Add a paragraph here with more stuff. (I hope you can find an alternative to declarative sentences. That efficiently pushed any puff of wind out my sail. ) The Curse of Dreams, complete at 50,000 words is a middle-grade adventure/fantasy novel.

You’re heavy on backwash. Lots of great advice with examples in the archives. Delete unnecessary details, get to the dead girl and what Devon does to help her/solve the mystery.

PS Might work better if the dead girl was his classmate/friend. If a kid saw a ghost he might be too terrified to jump in. If she’d been his friend he has a reason to help/get involved.

150 said...

I only speak in declarative sentences, but that's just because I am incredibly overconfident.

AlaskaRavenclaw said...

In elementary school we learned there were three kinds of sentences:

declarative
interrogative
imperative

This struck me as not nearly enough kinds. But imperative is (for most people) not that common: Go away!

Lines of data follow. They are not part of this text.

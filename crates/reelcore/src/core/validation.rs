//! URL validation utilities
//!
//! Whitelist checks for the URLs the service accepts:
//! - Instagram content URLs (posts, reels, tv) and shortcode extraction
//! - Hosts the snapsave resolver understands (Instagram, Facebook, TikTok)

use thiserror::Error;
use url::Url;

/// Path segments that introduce a shortcode.
const CONTENT_TYPES: &[&str] = &["p", "reel", "reels", "tv"];

/// Validation errors
#[derive(Debug, Error)]
pub enum ValidationError {
    /// Not a parseable http(s) URL
    #[error("Invalid URL: {0}")]
    InvalidUrl(String),

    /// Host is not on the whitelist
    #[error("Unsupported host: {0}")]
    UnsupportedHost(String),

    /// Instagram URL that does not point at a post/reel
    #[error("No shortcode in Instagram URL: {0}")]
    MissingShortcode(String),
}

/// Parses an http(s) URL.
pub fn parse_http_url(url: &str) -> Result<Url, ValidationError> {
    let parsed = Url::parse(url.trim()).map_err(|_| ValidationError::InvalidUrl(url.to_string()))?;

    if parsed.scheme() != "http" && parsed.scheme() != "https" {
        return Err(ValidationError::InvalidUrl(format!(
            "{} (invalid scheme: {})",
            url,
            parsed.scheme()
        )));
    }

    if parsed.host_str().is_none() {
        return Err(ValidationError::InvalidUrl(format!("{} (no host)", url)));
    }

    Ok(parsed)
}

/// Whether the host is instagram.com or www.instagram.com.
pub fn is_instagram_host(url: &Url) -> bool {
    matches!(
        url.host_str().map(|h| h.to_lowercase()).as_deref(),
        Some("instagram.com") | Some("www.instagram.com")
    )
}

/// Extract the shortcode from an Instagram content URL.
///
/// Supports:
/// - `/p/<code>/`, `/reel/<code>/`, `/reels/<code>/`, `/tv/<code>/`
/// - `/<username>/p/<code>/`, `/<username>/reel/<code>/` (with username prefix)
pub fn extract_shortcode(url: &Url) -> Option<String> {
    let segments: Vec<&str> = url.path_segments()?.filter(|s| !s.is_empty()).collect();
    if segments.len() >= 2 && CONTENT_TYPES.contains(&segments[0]) {
        return Some(segments[1].to_string());
    }
    if segments.len() >= 3 && CONTENT_TYPES.contains(&segments[1]) {
        return Some(segments[2].to_string());
    }
    None
}

/// Validates an Instagram post/reel URL and returns its shortcode.
///
/// # Examples
/// ```
/// use reelcore::core::validation::instagram_shortcode;
///
/// assert_eq!(
///     instagram_shortcode("https://www.instagram.com/reel/C9xYz12AbCd/?igsh=abc").unwrap(),
///     "C9xYz12AbCd"
/// );
/// assert!(instagram_shortcode("https://www.instagram.com/explore/").is_err());
/// assert!(instagram_shortcode("https://example.com/reel/abc/").is_err());
/// ```
pub fn instagram_shortcode(url: &str) -> Result<String, ValidationError> {
    let parsed = parse_http_url(url)?;
    if !is_instagram_host(&parsed) {
        return Err(ValidationError::UnsupportedHost(
            parsed.host_str().unwrap_or_default().to_string(),
        ));
    }
    extract_shortcode(&parsed).ok_or_else(|| ValidationError::MissingShortcode(url.to_string()))
}

/// Whether snapsave can resolve media for this URL.
///
/// Instagram content and stories, Facebook (including fb.watch) and TikTok.
pub fn is_snapsave_supported(url: &Url) -> bool {
    let Some(host) = url.host_str().map(|h| h.to_lowercase()) else {
        return false;
    };

    if is_instagram_host(url) {
        let first = url
            .path_segments()
            .and_then(|mut s| s.find(|seg| !seg.is_empty()))
            .unwrap_or("");
        return extract_shortcode(url).is_some() || first == "stories";
    }

    let is_facebook = host == "facebook.com"
        || host.ends_with(".facebook.com")
        || host == "fb.watch"
        || host == "fb.com";
    let is_tiktok = host == "tiktok.com" || host.ends_with(".tiktok.com");

    is_facebook || is_tiktok
}

#[cfg(test)]
mod tests {
    use super::*;

    fn url(s: &str) -> Url {
        Url::parse(s).unwrap()
    }

    #[test]
    fn test_extract_shortcode_reel() {
        assert_eq!(
            extract_shortcode(&url("https://www.instagram.com/reel/ABC123xyz/")),
            Some("ABC123xyz".to_string())
        );
    }

    #[test]
    fn test_extract_shortcode_post_reels_tv() {
        assert_eq!(
            extract_shortcode(&url("https://www.instagram.com/p/DEF456/")),
            Some("DEF456".to_string())
        );
        assert_eq!(
            extract_shortcode(&url("https://www.instagram.com/reels/GHI789/")),
            Some("GHI789".to_string())
        );
        assert_eq!(
            extract_shortcode(&url("https://www.instagram.com/tv/JKL012/")),
            Some("JKL012".to_string())
        );
    }

    #[test]
    fn test_extract_shortcode_no_match() {
        assert_eq!(extract_shortcode(&url("https://www.instagram.com/username/")), None);
    }

    #[test]
    fn test_extract_shortcode_with_username_prefix() {
        assert_eq!(
            extract_shortcode(&url("https://www.instagram.com/someuser/reel/B58TfHTnY2u/")),
            Some("B58TfHTnY2u".to_string())
        );
    }

    #[test]
    fn test_instagram_shortcode_rejects_bad_input() {
        assert!(matches!(
            instagram_shortcode("not a url"),
            Err(ValidationError::InvalidUrl(_))
        ));
        assert!(matches!(
            instagram_shortcode("ftp://instagram.com/reel/abc/"),
            Err(ValidationError::InvalidUrl(_))
        ));
        assert!(matches!(
            instagram_shortcode("https://www.youtube.com/reel/abc/"),
            Err(ValidationError::UnsupportedHost(_))
        ));
        assert!(matches!(
            instagram_shortcode("https://instagram.com/cristiano"),
            Err(ValidationError::MissingShortcode(_))
        ));
    }

    #[test]
    fn test_snapsave_supported_hosts() {
        assert!(is_snapsave_supported(&url("https://www.instagram.com/reel/ABC123/")));
        assert!(is_snapsave_supported(&url("https://instagram.com/p/ABC123/")));
        assert!(is_snapsave_supported(&url(
            "https://www.instagram.com/stories/someone/3141592653/"
        )));
        assert!(is_snapsave_supported(&url("https://www.facebook.com/watch/?v=123")));
        assert!(is_snapsave_supported(&url("https://m.facebook.com/story.php?id=1")));
        assert!(is_snapsave_supported(&url("https://fb.watch/abcDEF/")));
        assert!(is_snapsave_supported(&url("https://www.tiktok.com/@user/video/123")));
    }

    #[test]
    fn test_snapsave_rejects_others() {
        assert!(!is_snapsave_supported(&url("https://www.instagram.com/cristiano/")));
        assert!(!is_snapsave_supported(&url("https://www.youtube.com/watch?v=abc")));
        assert!(!is_snapsave_supported(&url("https://notfacebook.com/video")));
    }
}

Come here! Take those damn rabbits out of here! And interrogative just means a question.

IOW you can get an awful lot said using only declarative sentences.

Evil Editor said...

HOLY CRAP!! They forgot to teach you exclamatory sentences!!!!

Anonymous said...

I am agreeing with EE's comment in his notes, "That's the big finish?" Use of the declarative case isn't in question.

Fomi said...

Thank you SO much! Will re-write it soon :)

Some comments: the girl is not a ghost (she's alive), and the declarative mode is weird because she never says "what's your name?" or anything to the boys who pop up there (they do not notice it this way, I said it). And the dreams aren't coming out like that, you just see them.

Thanks again!

Fomi said...

Hey EE, can I repost a waaay improved query with the same exact title?

I thank you all for the great advice, I have even rewritten parts of the story now. Much cooler this way.

Evil Editor said...

A new version may be submitted as a comment to this post. I'll alert everyone when it's up.